Archives for: August 2012, 22
Partying in the Waters on Which Jesus Walked
By Burr Deming on Aug 22, 2012 | In News | 6 feedbacks »
About a year ago, Israel opened a new hiking and biking pilgrimage trail that became known as the Jesus Trail. The trail approximates travels by Jesus during his ministry. It actually traces two routes, the return route passing different sites. It joins with other paths in a kind of unified tour. It takes about four days to go through the first trail. So it takes a little more than a week to complete the entire journey.
It winds from Nazareth, where Jesus grew up, through Capernaum where he journeyed to begin his ministry. At several points it touches upon the Sea of Galilee. The Sea of Galilee is a large place, and there is no precision in the travels along the Jesus Trail. The body of water is aptly named. It is like a sea. There are no exact places. Still I understand the reverence that attaches. It is the Sea of Galilee, where Jesus walked on the water, where he enlisted the first disciples from fishing boats, near where he preached the Beatitudes.
It is also where Republican Congressional representatives drank and partied into the night, finally skinny-dipping in the waters where Jesus walked. Only one representative says he was naked. Nobody could see him, he said, and he was without clothing only for a short time. So, he dove in, but he didn't inhale.

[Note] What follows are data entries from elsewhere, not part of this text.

//! SQLite implementation of the persistence contract.
//!
//! # Responsibility
//! - Execute statements built by the SQL compiler on a borrowed connection.
//! - Decode rows positionally against the declared field kinds.
//!
//! # Invariants
//! - Create always stores a fresh UUID v4 under `id`.
//! - Booleans are stored as integers `0`/`1`.
//! - While a call runs, a progress handler aborts the statement once the
//!   call's context is cancelled or past its deadline.

use crate::compile::{sql, Operation, SqlQuery};
use crate::context::Context;
use crate::db::DbError;
use crate::model::fields::{Field, Fields};
use crate::model::types::{Scalar, ScalarType};
use crate::model::values::Values;
use crate::query::condition::Condition;
use crate::query::pagination::Pagination;
use crate::repo::{describe_conditions, log_call, RepoError, RepoResult, Repository};
use rusqlite::types::{Value, ValueRef};
use rusqlite::{params_from_iter, Connection, ErrorCode, Row};
use std::time::Instant;
use uuid::Uuid;

const BACKEND: &str = "sqlite";
const ID_FIELD: &str = "id";
/// VM instructions between two context probes.
const PROGRESS_INTERVAL_OPS: i32 = 1000;

/// SQLite-backed repository over any table whose columns match `Fields`.
pub struct SqliteRepository<'conn> {
    conn: &'conn Connection,
}

impl<'conn> SqliteRepository<'conn> {
    pub fn new(conn: &'conn Connection) -> Self {
        Self { conn }
    }

    fn run<T>(
        &self,
        ctx: &Context,
        operation: Operation,
        entity: &str,
        body: impl FnOnce(&Connection) -> RepoResult<T>,
    ) -> RepoResult<T> {
        let started_at = Instant::now();
        let result = self.with_context(ctx, body);
        log_call(BACKEND, operation, entity, started_at, &result);
        result
    }

    fn with_context<T>(
        &self,
        ctx: &Context,
        body: impl FnOnce(&Connection) -> RepoResult<T>,
    ) -> RepoResult<T> {
        ctx.check()?;

        let probe = ctx.clone();
        self.conn
            .progress_handler(PROGRESS_INTERVAL_OPS, Some(move || probe.is_done()));
        let result = body(self.conn);
        self.conn
            .progress_handler(PROGRESS_INTERVAL_OPS, None::<fn() -> bool>);

        match result {
            Err(RepoError::Db(DbError::Sqlite(err))) if is_interrupt(&err) => {
                match ctx.check() {
                    Err(context_err) => Err(context_err.into()),
                    Ok(()) => Err(err.into()),
                }
            }
            other => other,
        }
    }

    fn execute_write(
        &self,
        ctx: &Context,
        operation: Operation,
        entity: &str,
        query: SqlQuery,
        missing_key: impl FnOnce() -> String,
    ) -> RepoResult<()> {
        self.run(ctx, operation, entity, |conn| {
            let changed = execute(conn, operation, &query)?;
            if changed == 0 {
                return Err(RepoError::not_found(entity, missing_key()));
            }
            Ok(())
        })
    }
}

impl Repository for SqliteRepository<'_> {
    fn get(&self, ctx: &Context, entity: &str, fields: &Fields, id: &str) -> RepoResult<Values> {
        let query = sql::get(entity, fields, id);
        self.run(ctx, Operation::Get, entity, |conn| {
            let query = non_empty(Operation::Get, &query)?;
            let mut stmt = conn.prepare(&query.sql)?;
            let mut rows = stmt.query(params_from_iter(query.args.iter().map(scalar_to_sql)))?;
            let record = match rows.next()? {
                Some(row) => parse_row(row, fields)?,
                None => return Err(RepoError::not_found(entity, id)),
            };
            Ok(record)
        })
    }

    fn list(
        &self,
        ctx: &Context,
        entity: &str,
        fields: &Fields,
        pagination: &Pagination,
        conditions: &[Condition],
    ) -> RepoResult<Vec<Values>> {
        let query = sql::list(entity, fields, pagination, conditions);
        self.run(ctx, Operation::List, entity, |conn| {
            let query = non_empty(Operation::List, &query)?;
            let mut stmt = conn.prepare(&query.sql)?;
            let mut rows = stmt.query(params_from_iter(query.args.iter().map(scalar_to_sql)))?;
            let mut records = Vec::new();
            while let Some(row) = rows.next()? {
                records.push(parse_row(row, fields)?);
            }
            Ok(records)
        })
    }

    fn create(&self, ctx: &Context, entity: &str, values: &Values) -> RepoResult<String> {
        let id = Uuid::new_v4().to_string();
        let mut record = values.clone();
        record.set(ID_FIELD, id.as_str());

        let query = sql::create(entity, &record);
        self.run(ctx, Operation::Create, entity, |conn| {
            execute(conn, Operation::Create, &query)?;
            Ok(id)
        })
    }

    fn update(&self, ctx: &Context, entity: &str, id: &str, values: &Values) -> RepoResult<()> {
        let mut record = values.clone();
        record.unset(ID_FIELD);

        let query = sql::update(entity, id, &record);
        self.execute_write(ctx, Operation::Update, entity, query, || id.to_string())
    }

    fn delete(&self, ctx: &Context, entity: &str, id: &str) -> RepoResult<()> {
        let query = sql::delete(entity, id);
        self.execute_write(ctx, Operation::Delete, entity, query, || id.to_string())
    }

    fn delete_where(
        &self,
        ctx: &Context,
        entity: &str,
        conditions: &[Condition],
    ) -> RepoResult<()> {
        let query = sql::delete_where(entity, conditions);
        self.execute_write(ctx, Operation::DeleteWhere, entity, query, || {
            describe_conditions(conditions)
        })
    }

    fn update_where(
        &self,
        ctx: &Context,
        entity: &str,
        values: &Values,
        conditions: &[Condition],
    ) -> RepoResult<()> {
        let mut record = values.clone();
        record.unset(ID_FIELD);

        let query = sql::update_where(entity, &record, conditions);
        self.execute_write(ctx, Operation::UpdateWhere, entity, query, || {
            describe_conditions(conditions)
        })
    }
}

fn non_empty(operation: Operation, query: &SqlQuery) -> RepoResult<&SqlQuery> {
    if query.is_empty() {
        return Err(RepoError::InvalidQuery(operation));
    }
    Ok(query)
}

fn execute(conn: &Connection, operation: Operation, query: &SqlQuery) -> RepoResult<usize> {
    let query = non_empty(operation, query)?;
    let changed = conn.execute(
        &query.sql,
        params_from_iter(query.args.iter().map(scalar_to_sql)),
    )?;
    Ok(changed)
}

fn is_interrupt(err: &rusqlite::Error) -> bool {
    err.sqlite_error_code() == Some(ErrorCode::OperationInterrupted)
}

fn scalar_to_sql(value: &Scalar) -> Value {
    match value {
        Scalar::Null => Value::Null,
        Scalar::Bool(value) => Value::Integer(i64::from(*value)),
        Scalar::Int64(value) => Value::Integer(*value),
        Scalar::Float64(value) => Value::Real(*value),
        Scalar::String(value) => Value::Text(value.clone()),
    }
}

/// Columns come back in field order, so decoding is positional.
fn parse_row(row: &Row<'_>, fields: &Fields) -> RepoResult<Values> {
    let mut values = Values::new();
    for (index, field) in fields.iter().enumerate() {
        let value = parse_column(field, row.get_ref(index)?)?;
        values.set(field.name.as_str(), value);
    }
    Ok(values)
}

fn parse_column(field: &Field, column: ValueRef<'_>) -> RepoResult<Scalar> {
    let value = match (field.kind, column) {
        (_, ValueRef::Null) => Scalar::Null,
        (ScalarType::Bool, ValueRef::Integer(0)) => Scalar::Bool(false),
        (ScalarType::Bool, ValueRef::Integer(1)) => Scalar::Bool(true),
        (ScalarType::Int64, ValueRef::Integer(value)) => Scalar::Int64(value),
        (ScalarType::Float64, ValueRef::Real(value)) => Scalar::Float64(value),
        (ScalarType::Float64, ValueRef::Integer(value)) => Scalar::Float64(value as f64),
        (ScalarType::String, ValueRef::Text(bytes)) => {
            let text = std::str::from_utf8(bytes).map_err(|_| {
                RepoError::InvalidData(format!("column `{}` is not valid UTF-8", field.name))
            })?;
            Scalar::String(text.to_string())
        }
        (kind, other) => {
            return Err(RepoError::InvalidData(format!(
                "column `{}` holds {:?} but field is {kind}",
                field.name,
                other.data_type()
            )));
        }
    };
    Ok(value)
}

#[cfg(test)]
mod tests {
    use super::{parse_column, scalar_to_sql};
    use crate::model::fields::Field;
    use crate::model::types::{Scalar, ScalarType};
    use crate::repo::RepoError;
    use rusqlite::types::{Value, ValueRef};

    #[test]
    fn booleans_are_stored_as_integers() {
        assert_eq!(scalar_to_sql(&Scalar::Bool(true)), Value::Integer(1));
        assert_eq!(scalar_to_sql(&Scalar::Bool(false)), Value::Integer(0));
        assert_eq!(scalar_to_sql(&Scalar::Null), Value::Null);
    }

    #[test]
    fn columns_decode_by_field_kind() {
        let active = Field::new("active", ScalarType::Bool);
        assert_eq!(
            parse_column(&active, ValueRef::Integer(1)).unwrap(),
            Scalar::Bool(true)
        );

        let price = Field::new("price", ScalarType::Float64);
        assert_eq!(
            parse_column(&price, ValueRef::Integer(3)).unwrap(),
            Scalar::Float64(3.0)
        );
        assert_eq!(parse_column(&price, ValueRef::Null).unwrap(), Scalar::Null);
    }

    #[test]
    fn mismatched_column_is_invalid_data() {
        let stock = Field::new("stock", ScalarType::Int64);
        let err = parse_column(&stock, ValueRef::Text(b"many")).unwrap_err();
        assert!(matches!(err, RepoError::InvalidData(message) if message.contains("stock")));

        let active = Field::new("active", ScalarType::Bool);
        assert!(parse_column(&active, ValueRef::Integer(7)).is_err());
    }
}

Others, joining in the general atmosphere of jovial festivity, jumped off the enclosed deck into the waters, some fully clothed, others not so fully. A little too much drinking can do that.
Like many fellow believers, I hold a certain emotional reverence for the paths that Jesus may have traveled, the places he may have preached, the locales of the miracles he performed. I know that the message and the Messiah are transcendent. Time and distance do not dilute either. The places themselves are no more holy or magical than the mysterious artifacts fraudulently invented and sold since medieval times.
What startled me, I suppose, was that the drinking, partying, and skinny dipping in the Sea of Galilee was within a couple of weeks of the artificial budget crisis that nearly sank the U.S. economy.
Many Americans thought that raising the debt ceiling was the same as raising the debt, or that it was some sort of maximum debt level that would allow the debt to be raised at some future point. It wasn't. A misleading name can ... well ... mislead.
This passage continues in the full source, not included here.